Exercise requirements
Please give the data again in full, exactly as provided.

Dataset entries
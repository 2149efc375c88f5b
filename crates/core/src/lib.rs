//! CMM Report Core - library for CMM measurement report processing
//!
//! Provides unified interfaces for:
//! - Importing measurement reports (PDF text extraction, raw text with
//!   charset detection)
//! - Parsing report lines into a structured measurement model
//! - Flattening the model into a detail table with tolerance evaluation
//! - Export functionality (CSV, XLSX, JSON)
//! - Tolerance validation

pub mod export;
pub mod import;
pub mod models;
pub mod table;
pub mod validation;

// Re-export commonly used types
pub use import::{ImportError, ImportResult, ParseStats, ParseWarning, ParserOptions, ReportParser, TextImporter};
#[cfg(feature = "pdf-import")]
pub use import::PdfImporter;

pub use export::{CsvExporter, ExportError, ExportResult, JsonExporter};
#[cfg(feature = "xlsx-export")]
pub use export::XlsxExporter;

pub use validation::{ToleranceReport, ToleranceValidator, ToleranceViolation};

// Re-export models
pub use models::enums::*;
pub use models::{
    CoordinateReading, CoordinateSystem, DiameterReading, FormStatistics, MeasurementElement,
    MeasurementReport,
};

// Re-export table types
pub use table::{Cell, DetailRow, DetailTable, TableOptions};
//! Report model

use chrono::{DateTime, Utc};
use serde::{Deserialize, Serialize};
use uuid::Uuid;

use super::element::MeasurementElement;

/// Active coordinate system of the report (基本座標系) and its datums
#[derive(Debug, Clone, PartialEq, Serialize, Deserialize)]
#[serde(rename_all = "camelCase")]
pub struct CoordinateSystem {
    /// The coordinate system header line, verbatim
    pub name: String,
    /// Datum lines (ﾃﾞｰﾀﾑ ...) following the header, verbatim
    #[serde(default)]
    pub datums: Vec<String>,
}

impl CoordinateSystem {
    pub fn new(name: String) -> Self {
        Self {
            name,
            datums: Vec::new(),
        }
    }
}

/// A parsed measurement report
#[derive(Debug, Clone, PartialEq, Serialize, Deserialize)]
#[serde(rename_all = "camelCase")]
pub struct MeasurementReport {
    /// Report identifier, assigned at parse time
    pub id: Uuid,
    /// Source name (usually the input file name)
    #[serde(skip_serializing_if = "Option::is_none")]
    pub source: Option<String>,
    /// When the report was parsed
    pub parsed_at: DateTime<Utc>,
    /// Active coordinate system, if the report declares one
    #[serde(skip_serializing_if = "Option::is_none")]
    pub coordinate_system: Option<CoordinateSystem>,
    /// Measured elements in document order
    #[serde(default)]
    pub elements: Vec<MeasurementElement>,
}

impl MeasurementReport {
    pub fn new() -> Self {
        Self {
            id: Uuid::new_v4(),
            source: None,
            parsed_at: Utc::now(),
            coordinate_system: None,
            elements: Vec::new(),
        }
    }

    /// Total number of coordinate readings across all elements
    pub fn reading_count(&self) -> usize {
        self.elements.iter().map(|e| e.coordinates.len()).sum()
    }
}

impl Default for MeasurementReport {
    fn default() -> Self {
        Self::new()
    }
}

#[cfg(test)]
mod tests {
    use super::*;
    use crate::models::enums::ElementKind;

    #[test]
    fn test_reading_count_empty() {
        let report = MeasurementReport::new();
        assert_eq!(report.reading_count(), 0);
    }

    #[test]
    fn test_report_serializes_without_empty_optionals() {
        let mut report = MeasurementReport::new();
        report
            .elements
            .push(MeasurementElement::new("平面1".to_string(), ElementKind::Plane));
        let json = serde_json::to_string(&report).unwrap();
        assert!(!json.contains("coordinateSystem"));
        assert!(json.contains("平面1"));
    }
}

Response below
repository 2149efc375c88f5b
filename crates/core/src/lib.rs
//! CMM Report Core - library for CMM measurement report processing
//!
//! Provides unified interfaces for:
//! - Importing measurement reports (PDF text extraction, raw text with
//!   charset detection)
//! - Parsing report lines into a structured measurement model
//! - Flattening the model into a detail table with tolerance evaluation
//! - Export functionality (CSV, XLSX, JSON)
//! - Tolerance validation

pub mod export;
pub mod import;
pub mod models;
pub mod table;
pub mod validation;

// Re-export commonly used types
pub use import::{ImportError, ImportResult, ParseStats, ParseWarning, ParserOptions, ReportParser, TextImporter};
#[cfg(feature = "pdf-import")]
pub use import::PdfImporter;

pub use export::{CsvExporter, ExportError, ExportResult, JsonExporter};
#[cfg(feature = "xlsx-export")]
pub use export::XlsxExporter;

pub use validation::{ToleranceReport, ToleranceValidator, ToleranceViolation};

// Re-export models
pub use models::enums::*;
pub use models::{
    CoordinateReading, CoordinateSystem, DiameterReading, FormStatistics, MeasurementElement,
    MeasurementReport,
};

// Re-export table types
pub use table::{Cell, DetailRow, DetailTable, TableOptions};
//! Report model

use chrono::{DateTime, Utc};
use serde::{Deserialize, Serialize};
use uuid::Uuid;

use super::element::MeasurementElement;

/// Active coordinate system of the report (基本座標系) and its datums
#[derive(Debug, Clone, PartialEq, Serialize, Deserialize)]
#[serde(rename_all = "camelCase")]
pub struct CoordinateSystem {
    /// The coordinate system header line, verbatim
    pub name: String,
    /// Datum lines (ﾃﾞｰﾀﾑ ...) following the header, verbatim
    #[serde(default)]
    pub datums: Vec<String>,
}

impl CoordinateSystem {
    pub fn new(name: String) -> Self {
        Self {
            name,
            datums: Vec::new(),
        }
    }
}

/// A parsed measurement report
#[derive(Debug, Clone, PartialEq, Serialize, Deserialize)]
#[serde(rename_all = "camelCase")]
pub struct MeasurementReport {
    /// Report identifier, assigned at parse time
    pub id: Uuid,
    /// Source name (usually the input file name)
    #[serde(skip_serializing_if = "Option::is_none")]
    pub source: Option<String>,
    /// When the report was parsed
    pub parsed_at: DateTime<Utc>,
    /// Active coordinate system, if the report declares one
    #[serde(skip_serializing_if = "Option::is_none")]
    pub coordinate_system: Option<CoordinateSystem>,
    /// Measured elements in document order
    #[serde(default)]
    pub elements: Vec<MeasurementElement>,
}

impl MeasurementReport {
    pub fn new() -> Self {
        Self {
            id: Uuid::new_v4(),
            source: None,
            parsed_at: Utc::now(),
            coordinate_system: None,
            elements: Vec::new(),
        }
    }

    /// Total number of coordinate readings across all elements
    pub fn reading_count(&self) -> usize {
        self.elements.iter().map(|e| e.coordinates.len()).sum()
    }
}

impl Default for MeasurementReport {
    fn default() -> Self {
        Self::new()
    }
}

#[cfg(test)]
mod tests {
    use super::*;
    use crate::models::enums::ElementKind;

    #[test]
    fn test_reading_count_empty() {
        let report = MeasurementReport::new();
        assert_eq!(report.reading_count(), 0);
    }

    #[test]
    fn test_report_serializes_without_empty_optionals() {
        let mut report = MeasurementReport::new();
        report
            .elements
            .push(MeasurementElement::new("平面1".to_string(), ElementKind::Plane));
        let json = serde_json::to_string(&report).unwrap();
        assert!(!json.contains("coordinateSystem"));
        assert!(json.contains("平面1"));
    }
}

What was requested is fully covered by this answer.